PROBLEM REQUIREMENTS: Identical copies of all the records below are needed.
Segment Start: DATA TO PROCESS
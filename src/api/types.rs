//! # Wire Types
//!
//! $$
//! \text{request}\xrightarrow{\text{serde}}\text{engine}\xrightarrow{\text{serde}}\text{envelope}
//! $$
//!
//! JSON request bodies, response payloads and the two response envelopes. Fractions stay
//! fractions on the wire; non-finite ratios serialize as `null`.

use std::collections::BTreeMap;

use serde::Deserialize;
use serde::Serialize;

use crate::error::RiskError;
use crate::quant::portfolio::FrontierPoint;
use crate::quant::portfolio::OptimizationResult;
use crate::quant::portfolio::OptimizerMethod;
use crate::quant::portfolio::RebalanceTrade;
use crate::quant::risk::dual::VaRResult;
use crate::quant::risk::metrics::PerformanceReport;

fn default_portfolio_value() -> f64 {
  100_000.0
}

fn default_confidence() -> f64 {
  0.95
}

fn default_period() -> String {
  "1y".to_string()
}

fn finite(x: f64) -> Option<f64> {
  x.is_finite().then_some(x)
}

/// `POST /risk/dual-stock-var`
#[derive(Clone, Debug, PartialEq, Serialize, Deserialize)]
pub struct DualStockVaRRequest {
  pub ticker1: String,
  pub ticker2: String,
  pub weight1: f64,
  pub weight2: f64,
  #[serde(default = "default_portfolio_value")]
  pub portfolio_value: f64,
  #[serde(default = "default_confidence")]
  pub confidence_level: f64,
  #[serde(default = "default_period")]
  pub period: String,
  /// Horizon in trading periods; the configured default when absent.
  #[serde(default)]
  pub horizon: Option<u32>,
  #[serde(default)]
  pub num_simulations: Option<usize>,
  /// Benchmark ticker for beta.
  #[serde(default)]
  pub benchmark: Option<String>,
  #[serde(default)]
  pub seed: Option<u64>,
}

#[derive(Clone, Debug, PartialEq, Serialize)]
pub struct DualStockVaRData {
  pub tickers: [String; 2],
  pub weights: [f64; 2],
  #[serde(flatten)]
  pub result: VaRResult,
}

/// `POST /portfolio/optimize`
#[derive(Clone, Debug, PartialEq, Serialize, Deserialize)]
pub struct OptimizeRequest {
  pub tickers: Vec<String>,
  #[serde(default = "default_period")]
  pub period: String,
  #[serde(default)]
  pub risk_free_rate: Option<f64>,
  #[serde(default)]
  pub optimizer: Option<OptimizerMethod>,
  #[serde(default)]
  pub seed: Option<u64>,
}

#[derive(Clone, Debug, PartialEq, Serialize)]
pub struct OptimizeData {
  pub allocation: BTreeMap<String, f64>,
  pub expected_return: f64,
  pub volatility: f64,
  pub sharpe_ratio: f64,
  pub tickers: Vec<String>,
  pub method: OptimizerMethod,
}

impl From<OptimizationResult> for OptimizeData {
  fn from(r: OptimizationResult) -> Self {
    Self {
      allocation: r.allocation(),
      expected_return: r.expected_return,
      volatility: r.volatility,
      sharpe_ratio: r.sharpe_ratio,
      tickers: r.tickers,
      method: r.method,
    }
  }
}

/// `POST /portfolio/efficient-frontier`
#[derive(Clone, Debug, PartialEq, Serialize, Deserialize)]
pub struct FrontierRequest {
  pub tickers: Vec<String>,
  #[serde(default = "default_period")]
  pub period: String,
  #[serde(default)]
  pub num_portfolios: Option<usize>,
  #[serde(default)]
  pub risk_free_rate: Option<f64>,
  #[serde(default)]
  pub seed: Option<u64>,
}

#[derive(Clone, Debug, PartialEq, Serialize)]
pub struct FrontierPortfolio {
  #[serde(rename = "return")]
  pub expected_return: f64,
  pub volatility: f64,
  pub sharpe: f64,
  pub weights: BTreeMap<String, f64>,
}

impl FrontierPortfolio {
  pub fn from_point(tickers: &[String], p: &FrontierPoint) -> Self {
    Self {
      expected_return: p.expected_return,
      volatility: p.volatility,
      sharpe: p.sharpe,
      weights: tickers.iter().cloned().zip(p.weights.iter().copied()).collect(),
    }
  }
}

#[derive(Clone, Debug, PartialEq, Serialize)]
pub struct FrontierData {
  pub portfolios: Vec<FrontierPortfolio>,
  pub count: usize,
  pub max_sharpe: Option<FrontierPortfolio>,
  pub min_volatility: Option<FrontierPortfolio>,
}

/// `POST /portfolio/performance`
#[derive(Clone, Debug, PartialEq, Serialize, Deserialize)]
pub struct PerformanceRequest {
  pub tickers: Vec<String>,
  pub weights: Vec<f64>,
  #[serde(default = "default_period")]
  pub period: String,
  #[serde(default)]
  pub risk_free_rate: Option<f64>,
  #[serde(default)]
  pub benchmark: Option<String>,
}

#[derive(Clone, Debug, PartialEq, Serialize)]
pub struct PerformanceData {
  pub expected_return: f64,
  pub volatility: f64,
  pub sharpe_ratio: Option<f64>,
  pub sortino_ratio: Option<f64>,
  pub max_drawdown: f64,
  pub beta: Option<f64>,
  pub observations: usize,
}

impl From<PerformanceReport> for PerformanceData {
  fn from(r: PerformanceReport) -> Self {
    Self {
      expected_return: r.expected_return,
      volatility: r.volatility,
      sharpe_ratio: finite(r.sharpe_ratio),
      sortino_ratio: finite(r.sortino_ratio),
      max_drawdown: r.max_drawdown,
      beta: r.beta,
      observations: r.observations,
    }
  }
}

/// Trades from current to target weights at the given prices.
#[derive(Clone, Debug, PartialEq, Serialize, Deserialize)]
pub struct RebalanceRequest {
  pub current: BTreeMap<String, f64>,
  pub target: BTreeMap<String, f64>,
  pub total_value: f64,
  pub prices: BTreeMap<String, f64>,
}

#[derive(Clone, Debug, PartialEq, Serialize)]
pub struct RebalanceData {
  pub trades: Vec<RebalanceTrade>,
  pub count: usize,
}

#[derive(Clone, Debug, PartialEq, Eq, Serialize, Deserialize)]
pub struct ErrorBody {
  pub kind: String,
  pub message: String,
}

impl From<&RiskError> for ErrorBody {
  fn from(e: &RiskError) -> Self {
    Self {
      kind: e.kind().to_string(),
      message: e.to_string(),
    }
  }
}

/// `{"success": bool, "data" | "error": ...}`, used by the risk endpoints.
#[derive(Clone, Debug, PartialEq, Serialize)]
pub struct SuccessEnvelope<T> {
  pub success: bool,
  #[serde(skip_serializing_if = "Option::is_none")]
  pub data: Option<T>,
  #[serde(skip_serializing_if = "Option::is_none")]
  pub error: Option<ErrorBody>,
}

impl<T> From<crate::error::Result<T>> for SuccessEnvelope<T> {
  fn from(res: crate::error::Result<T>) -> Self {
    match res {
      Ok(data) => Self {
        success: true,
        data: Some(data),
        error: None,
      },
      Err(e) => Self {
        success: false,
        data: None,
        error: Some(ErrorBody::from(&e)),
      },
    }
  }
}

#[derive(Clone, Copy, Debug, PartialEq, Eq, Serialize, Deserialize)]
#[serde(rename_all = "lowercase")]
pub enum Status {
  Success,
  Error,
}

/// `{"status": "success" | "error", "data" | "error": ...}`, used by the portfolio endpoints.
#[derive(Clone, Debug, PartialEq, Serialize)]
pub struct StatusEnvelope<T> {
  pub status: Status,
  #[serde(skip_serializing_if = "Option::is_none")]
  pub data: Option<T>,
  #[serde(skip_serializing_if = "Option::is_none")]
  pub error: Option<ErrorBody>,
}

impl<T> From<crate::error::Result<T>> for StatusEnvelope<T> {
  fn from(res: crate::error::Result<T>) -> Self {
    match res {
      Ok(data) => Self {
        status: Status::Success,
        data: Some(data),
        error: None,
      },
      Err(e) => Self {
        status: Status::Error,
        data: None,
        error: Some(ErrorBody::from(&e)),
      },
    }
  }
}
Segment End: DATA TO PROCESS
WRITTEN SOLUTION:
filename src/api/types.rs
//! # Wire Types
//!
//! $$
//! \text{request}\xrightarrow{\text{serde}}\text{engine}\xrightarrow{\text{serde}}\text{envelope}
//! $$
//!
//! JSON request bodies, response payloads and the two response envelopes. Fractions stay
//! fractions on the wire; non-finite ratios serialize as `null`.

use std::collections::BTreeMap;

use serde::Deserialize;
use serde::Serialize;

use crate::error::RiskError;
use crate::quant::portfolio::FrontierPoint;
use crate::quant::portfolio::OptimizationResult;
use crate::quant::portfolio::OptimizerMethod;
use crate::quant::portfolio::RebalanceTrade;
use crate::quant::risk::dual::VaRResult;
use crate::quant::risk::metrics::PerformanceReport;

fn default_portfolio_value() -> f64 {
  100_000.0
}

fn default_confidence() -> f64 {
  0.95
}

fn default_period() -> String {
  "1y".to_string()
}

fn finite(x: f64) -> Option<f64> {
  x.is_finite().then_some(x)
}

/// `POST /risk/dual-stock-var`
#[derive(Clone, Debug, PartialEq, Serialize, Deserialize)]
pub struct DualStockVaRRequest {
  pub ticker1: String,
  pub ticker2: String,
  pub weight1: f64,
  pub weight2: f64,
  #[serde(default = "default_portfolio_value")]
  pub portfolio_value: f64,
  #[serde(default = "default_confidence")]
  pub confidence_level: f64,
  #[serde(default = "default_period")]
  pub period: String,
  /// Horizon in trading periods; the configured default when absent.
  #[serde(default)]
  pub horizon: Option<u32>,
  #[serde(default)]
  pub num_simulations: Option<usize>,
  /// Benchmark ticker for beta.
  #[serde(default)]
  pub benchmark: Option<String>,
  #[serde(default)]
  pub seed: Option<u64>,
}

#[derive(Clone, Debug, PartialEq, Serialize)]
pub struct DualStockVaRData {
  pub tickers: [String; 2],
  pub weights: [f64; 2],
  #[serde(flatten)]
  pub result: VaRResult,
}

/// `POST /portfolio/optimize`
#[derive(Clone, Debug, PartialEq, Serialize, Deserialize)]
pub struct OptimizeRequest {
  pub tickers: Vec<String>,
  #[serde(default = "default_period")]
  pub period: String,
  #[serde(default)]
  pub risk_free_rate: Option<f64>,
  #[serde(default)]
  pub optimizer: Option<OptimizerMethod>,
  #[serde(default)]
  pub seed: Option<u64>,
}

#[derive(Clone, Debug, PartialEq, Serialize)]
pub struct OptimizeData {
  pub allocation: BTreeMap<String, f64>,
  pub expected_return: f64,
  pub volatility: f64,
  pub sharpe_ratio: f64,
  pub tickers: Vec<String>,
  pub method: OptimizerMethod,
}

impl From<OptimizationResult> for OptimizeData {
  fn from(r: OptimizationResult) -> Self {
    Self {
      allocation: r.allocation(),
      expected_return: r.expected_return,
      volatility: r.volatility,
      sharpe_ratio: r.sharpe_ratio,
      tickers: r.tickers,
      method: r.method,
    }
  }
}

/// `POST /portfolio/efficient-frontier`
#[derive(Clone, Debug, PartialEq, Serialize, Deserialize)]
pub struct FrontierRequest {
  pub tickers: Vec<String>,
  #[serde(default = "default_period")]
  pub period: String,
  #[serde(default)]
  pub num_portfolios: Option<usize>,
  #[serde(default)]
  pub risk_free_rate: Option<f64>,
  #[serde(default)]
  pub seed: Option<u64>,
}

#[derive(Clone, Debug, PartialEq, Serialize)]
pub struct FrontierPortfolio {
  #[serde(rename = "return")]
  pub expected_return: f64,
  pub volatility: f64,
  pub sharpe: f64,
  pub weights: BTreeMap<String, f64>,
}

impl FrontierPortfolio {
  pub fn from_point(tickers: &[String], p: &FrontierPoint) -> Self {
    Self {
      expected_return: p.expected_return,
      volatility: p.volatility,
      sharpe: p.sharpe,
      weights: tickers.iter().cloned().zip(p.weights.iter().copied()).collect(),
    }
  }
}

#[derive(Clone, Debug, PartialEq, Serialize)]
pub struct FrontierData {
  pub portfolios: Vec<FrontierPortfolio>,
  pub count: usize,
  pub max_sharpe: Option<FrontierPortfolio>,
  pub min_volatility: Option<FrontierPortfolio>,
}

/// `POST /portfolio/performance`
#[derive(Clone, Debug, PartialEq, Serialize, Deserialize)]
pub struct PerformanceRequest {
  pub tickers: Vec<String>,
  pub weights: Vec<f64>,
  #[serde(default = "default_period")]
  pub period: String,
  #[serde(default)]
  pub risk_free_rate: Option<f64>,
  #[serde(default)]
  pub benchmark: Option<String>,
}

#[derive(Clone, Debug, PartialEq, Serialize)]
pub struct PerformanceData {
  pub expected_return: f64,
  pub volatility: f64,
  pub sharpe_ratio: Option<f64>,
  pub sortino_ratio: Option<f64>,
  pub max_drawdown: f64,
  pub beta: Option<f64>,
  pub observations: usize,
}

impl From<PerformanceReport> for PerformanceData {
  fn from(r: PerformanceReport) -> Self {
    Self {
      expected_return: r.expected_return,
      volatility: r.volatility,
      sharpe_ratio: finite(r.sharpe_ratio),
      sortino_ratio: finite(r.sortino_ratio),
      max_drawdown: r.max_drawdown,
      beta: r.beta,
      observations: r.observations,
    }
  }
}

/// Trades from current to target weights at the given prices.
#[derive(Clone, Debug, PartialEq, Serialize, Deserialize)]
pub struct RebalanceRequest {
  pub current: BTreeMap<String, f64>,
  pub target: BTreeMap<String, f64>,
  pub total_value: f64,
  pub prices: BTreeMap<String, f64>,
}

#[derive(Clone, Debug, PartialEq, Serialize)]
pub struct RebalanceData {
  pub trades: Vec<RebalanceTrade>,
  pub count: usize,
}

#[derive(Clone, Debug, PartialEq, Eq, Serialize, Deserialize)]
pub struct ErrorBody {
  pub kind: String,
  pub message: String,
}

impl From<&RiskError> for ErrorBody {
  fn from(e: &RiskError) -> Self {
    Self {
      kind: e.kind().to_string(),
      message: e.to_string(),
    }
  }
}

/// `{"success": bool, "data" | "error": ...}`, used by the risk endpoints.
#[derive(Clone, Debug, PartialEq, Serialize)]
pub struct SuccessEnvelope<T> {
  pub success: bool,
  #[serde(skip_serializing_if = "Option::is_none")]
  pub data: Option<T>,
  #[serde(skip_serializing_if = "Option::is_none")]
  pub error: Option<ErrorBody>,
}

impl<T> From<crate::error::Result<T>> for SuccessEnvelope<T> {
  fn from(res: crate::error::Result<T>) -> Self {
    match res {
      Ok(data) => Self {
        success: true,
        data: Some(data),
        error: None,
      },
      Err(e) => Self {
        success: false,
        data: None,
        error: Some(ErrorBody::from(&e)),
      },
    }
  }
}

#[derive(Clone, Copy, Debug, PartialEq, Eq, Serialize, Deserialize)]
#[serde(rename_all = "lowercase")]
pub enum Status {
  Success,
  Error,
}

/// `{"status": "success" | "error", "data" | "error": ...}`, used by the portfolio endpoints.
#[derive(Clone, Debug, PartialEq, Serialize)]
pub struct StatusEnvelope<T> {
  pub status: Status,
  #[serde(skip_serializing_if = "Option::is_none")]
  pub data: Option<T>,
  #[serde(skip_serializing_if = "Option::is_none")]
  pub error: Option<ErrorBody>,
}

impl<T> From<crate::error::Result<T>> for StatusEnvelope<T> {
  fn from(res: crate::error::Result<T>) -> Self {
    match res {
      Ok(data) => Self {
        status: Status::Success,
        data: Some(data),
        error: None,
      },
      Err(e) => Self {
        status: Status::Error,
        data: None,
        error: Some(ErrorBody::from(&e)),
      },
    }
  }
}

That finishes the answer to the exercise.